To tumble or not to tumble? Why in question?

Been noticing recently that people are saying tumbling is pointless. Then I see other people say you need to tumble. It seems that if someone wanted to find out where your BTC are going, they could just follow the original purchase down the blockchain. It probably wouldnt matter how many times your coins are xfered to a different wallet either. Is there any articles or info on this that will give evidence one way or the other? Right now it just seems like people have differing opinions, nothing concrete.


Comments


[4 Points] throwaway-DNM-098:

A tumbler does not irrevocably sever the link between the transaction that put coins into the tumbler and the coins that come out.

It is easy to identify addresses as being owned by a tumbler and therefore easy to see wallets paying into one and when one of them pay out.

These address typically are poorly active (they are either the DNM loading address, or a coinbase wallet address or whatever).

So while the coins are unrelated to your input coins. It wold be possible for LE to follow back through. Lets say they busted a DNM, they take it over, they find your your account and decide to bust you.

They provide you with address X then they could simply follow you back to your coinbase account and get your DOX... Shit.

lets say you tumble, now you've provided a massive inconvience to making that link between your account and your coinbase account. It's still there but under a pile of shit. You could be anyone of them, but if you are worth getting they could always check for priors for all those people and come up with enough to search you.

It is most likely that LE will be using automatic tools to do the search, so just passing it from address to address is likely pointless, tumbling has a better bet of providing some protection.

But, will LE ever bother? Who knows...


[1 Points] druggieslut:

cops come on here and tell people not to tumble so they can bust you easier. tumbler owners/selective scammers shill saying to tumble, no one else gives a damn and just follows one or the other. /s


[1 Points] Theeconomist1:

There is no right answer really. The bottom line, wallet transfers do little else than maybe provide plausible deniability that you were the one who actually sent coin to a market. You could have sold them to someone for instance. But like you noted, they can follow the path right back to you.

A good tumbler will break the link completely. You put coin in. And the coins you get have absolutely no taint from the coins you sent in. It's a black box and dead end and only the operator of the tumbler would know for sure. However it might be possible to make an educated guess about the coins based on the input and output of the tumbler. For instance if you were the only one who sent in 1.23455 BTC at that specific time, and out came the same amount (minus transaction fees) an educated guess could be made on who that belonged to. However that would take more info that backtracking from say a seized market down the BTC chain. They'd have to know some additional info about the tumbler to derive the inputs. Which leads to the next thing, with a tumbler you just have to be sure that they aren't going to scam you and that they are safe from LE. Obviously tumbling does no good if LE was involved in the tumbler.

There are other way to clean your coins without the use of a specific tumbler. You can do your own exchanges amongst different crypto currencies. You can use a gambling site Bc often when you withdraw its from the gambling sites main wallets and you'll get a completely different set of coins than you sent in.

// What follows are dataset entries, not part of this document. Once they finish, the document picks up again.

//! List the posts of a site

use anyhow::Result;
use std::sync::Arc;

use crate::page::{Page, Region};
use crate::Blog;

/// Load the manifest and print the posts, or the list markup with `html`
pub async fn run(blog: &Blog, url: Option<&str>, html: bool) -> Result<()> {
    let page = Arc::new(Page::from_config(&blog.config));
    let controller = blog.controller(page.clone(), url)?;
    controller.initialize().await?;

    if html {
        println!("{}", page.region(Region::PostsCount));
        println!("{}", page.region(Region::PostsContainer));
        return Ok(());
    }

    let posts = controller.posts();
    println!("Posts ({}):", posts.len());
    for post in posts {
        println!(
            "  {} - {} [{}]",
            controller.format_date(&post.date),
            post.title,
            post.id
        );
    }

    Ok(())
}
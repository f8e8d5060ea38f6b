//! Asset path rewriting for rendered post bodies

use lazy_static::lazy_static;
use regex::{Captures, Regex};

use crate::helpers::{asset_url, is_absolute};

lazy_static! {
    // The leading whitespace keeps `data-src=` and similar attributes out
    static ref SRC_ATTR: Regex = Regex::new(r#"(\s)src=(?:"([^"]*)"|'([^']*)')"#)
        .expect("src attribute pattern is valid");
}

/// Rewrite relative `src` attributes to live under `<content_root>/<folder>/`
///
/// Absolute references (URL scheme or leading `/`) and empty values are left
/// untouched. The quote style of each attribute is preserved.
///
/// # Examples
/// ```ignore
/// rewrite_asset_paths(r#"<img src="a.png">"#, "post", "hello")
/// // -> <img src="post/hello/a.png">
/// ```
pub fn rewrite_asset_paths(html: &str, content_root: &str, folder: &str) -> String {
    SRC_ATTR
        .replace_all(html, |caps: &Captures| {
            let (value, quote) = match (caps.get(2), caps.get(3)) {
                (Some(v), _) => (v.as_str(), '"'),
                (None, Some(v)) => (v.as_str(), '\''),
                (None, None) => return caps[0].to_string(),
            };

            if value.is_empty() || is_absolute(value) {
                return caps[0].to_string();
            }

            format!(
                "{}src={quote}{}{quote}",
                &caps[1],
                asset_url(content_root, folder, value)
            )
        })
        .into_owned()
}

#[cfg(test)]
mod tests {
    use super::*;

    #[test]
    fn test_absolute_references_unchanged() {
        let html = r#"<img src="http://x/y.png"><img src="/z.png">"#;
        assert_eq!(rewrite_asset_paths(html, "post", "abc"), html);
    }

    #[test]
    fn test_relative_reference_rewritten() {
        let html = r#"<p><img src="img1.png" alt="a" /></p>"#;
        assert_eq!(
            rewrite_asset_paths(html, "post", "abc"),
            r#"<p><img src="post/abc/img1.png" alt="a" /></p>"#
        );
    }

    #[test]
    fn test_many_references() {
        let html = concat!(
            r#"<img src="a.png"> text <img src="https://cdn/b.png">"#,
            r#"<img src='c/d.jpg'><img src="data:image/png;base64,AA==">"#
        );
        assert_eq!(
            rewrite_asset_paths(html, "post", "p1"),
            concat!(
                r#"<img src="post/p1/a.png"> text <img src="https://cdn/b.png">"#,
                r#"<img src='post/p1/c/d.jpg'><img src="data:image/png;base64,AA==">"#
            )
        );
    }

    #[test]
    fn test_no_references() {
        let html = "<h1>Title</h1><p>src=\"not-an-attribute\" in text</p>";
        assert_eq!(rewrite_asset_paths(html, "post", "p1"), html);
    }

    #[test]
    fn test_other_attributes_untouched() {
        let html = r#"<img data-src="lazy.png" src="real.png" alt="src.png"><a href="doc.pdf">x</a>"#;
        assert_eq!(
            rewrite_asset_paths(html, "post", "p1"),
            r#"<img data-src="lazy.png" src="post/p1/real.png" alt="src.png"><a href="doc.pdf">x</a>"#
        );
    }

    #[test]
    fn test_empty_value_untouched() {
        let html = r#"<img src="">"#;
        assert_eq!(rewrite_asset_paths(html, "post", "p1"), html);
    }
}
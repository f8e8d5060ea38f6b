//! blog-reader: a reader for static Markdown blogs
//!
//! A site is a directory (or URL) holding a content root with a
//! `directory.json` manifest and one folder per post containing the post's
//! Markdown body and images. The [`controller::BlogController`] loads the
//! manifest, renders posts and drives the page's sections.

pub mod commands;
pub mod config;
pub mod content;
pub mod controller;
pub mod error;
pub mod helpers;
pub mod i18n;
pub mod page;
pub mod server;

use anyhow::Result;
use std::path::{Path, PathBuf};
use std::sync::Arc;

use content::{ContentSource, DirSource, HttpSource, MarkdownRenderer};
use controller::BlogController;
use page::UiSurface;

/// A blog site on disk
#[derive(Debug, Clone)]
pub struct Blog {
    /// Site configuration
    pub config: config::SiteConfig,
    /// Base directory
    pub base_dir: PathBuf,
    /// Content root directory (manifest and post folders)
    pub content_dir: PathBuf,
    /// Language override files
    pub i18n_dir: PathBuf,
}

impl Blog {
    /// Open a site directory, reading `_config.yml` when present
    pub fn new<P: AsRef<Path>>(base_dir: P) -> Result<Self> {
        let base_dir = base_dir.as_ref().to_path_buf();
        let config_path = base_dir.join("_config.yml");

        let config = if config_path.exists() {
            config::SiteConfig::load(&config_path)?
        } else {
            config::SiteConfig::default()
        };

        let content_dir = base_dir.join(config.content_root());
        let i18n_dir = base_dir.join(&config.i18n_dir);

        Ok(Self {
            config,
            base_dir,
            content_dir,
            i18n_dir,
        })
    }

    /// Content source: the site URL when given, otherwise the local directory
    pub fn content_source(&self, url: Option<&str>) -> Result<Arc<dyn ContentSource>> {
        let source: Arc<dyn ContentSource> = match url {
            Some(url) => Arc::new(HttpSource::new(url, self.config.content_root())?),
            None => Arc::new(DirSource::new(&self.content_dir)),
        };
        Ok(source)
    }

    /// String catalog for the configured language, with site overrides
    pub fn i18n(&self) -> Result<i18n::I18n> {
        let mut i18n = i18n::I18n::new(&self.config.language);
        i18n.load_languages(&self.i18n_dir)?;
        Ok(i18n)
    }

    /// Build a controller for `ui`
    pub fn controller(&self, ui: Arc<dyn UiSurface>, url: Option<&str>) -> Result<BlogController> {
        let renderer = MarkdownRenderer::with_options(
            self.config.markdown.clone(),
            &self.config.highlight,
        );
        Ok(BlogController::new(
            self.config.clone(),
            self.content_source(url)?,
            Arc::new(renderer),
            ui,
        )
        .with_i18n(self.i18n()?))
    }
}

#[cfg(test)]
mod tests {
    use super::*;
    use std::fs;

    #[test]
    fn test_blog_defaults_without_config() {
        let dir = tempfile::tempdir().unwrap();
        let blog = Blog::new(dir.path()).unwrap();
        assert_eq!(blog.content_dir, dir.path().join("post"));
        assert_eq!(blog.config.language, "en");
    }

    #[test]
    fn test_blog_reads_config() {
        let dir = tempfile::tempdir().unwrap();
        fs::write(
            dir.path().join("_config.yml"),
            "language: zh-CN\ncontent_dir: articles\n",
        )
        .unwrap();
        let blog = Blog::new(dir.path()).unwrap();
        assert_eq!(blog.content_dir, dir.path().join("articles"));
        assert_eq!(blog.i18n().unwrap().get("posts.empty"), "暂无文章");
    }
}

Bottom line is that each strategy has its pros and cons. So there is no right answer as to which you employ. But you should employ some strategy to mitigate the risks should a market get seized. You don't want to paint a path right back to you.

And this is geared to the personal buyer. A vendor obviously has much more at stake.


[0 Points] None:

I personally stopped tumbling, and just did Circle->Electrum->Elsewhere.

I know this probably isn't the best, but hopefully LE are more focused on finding where that elsewhere btc ends up than reversing back up to me.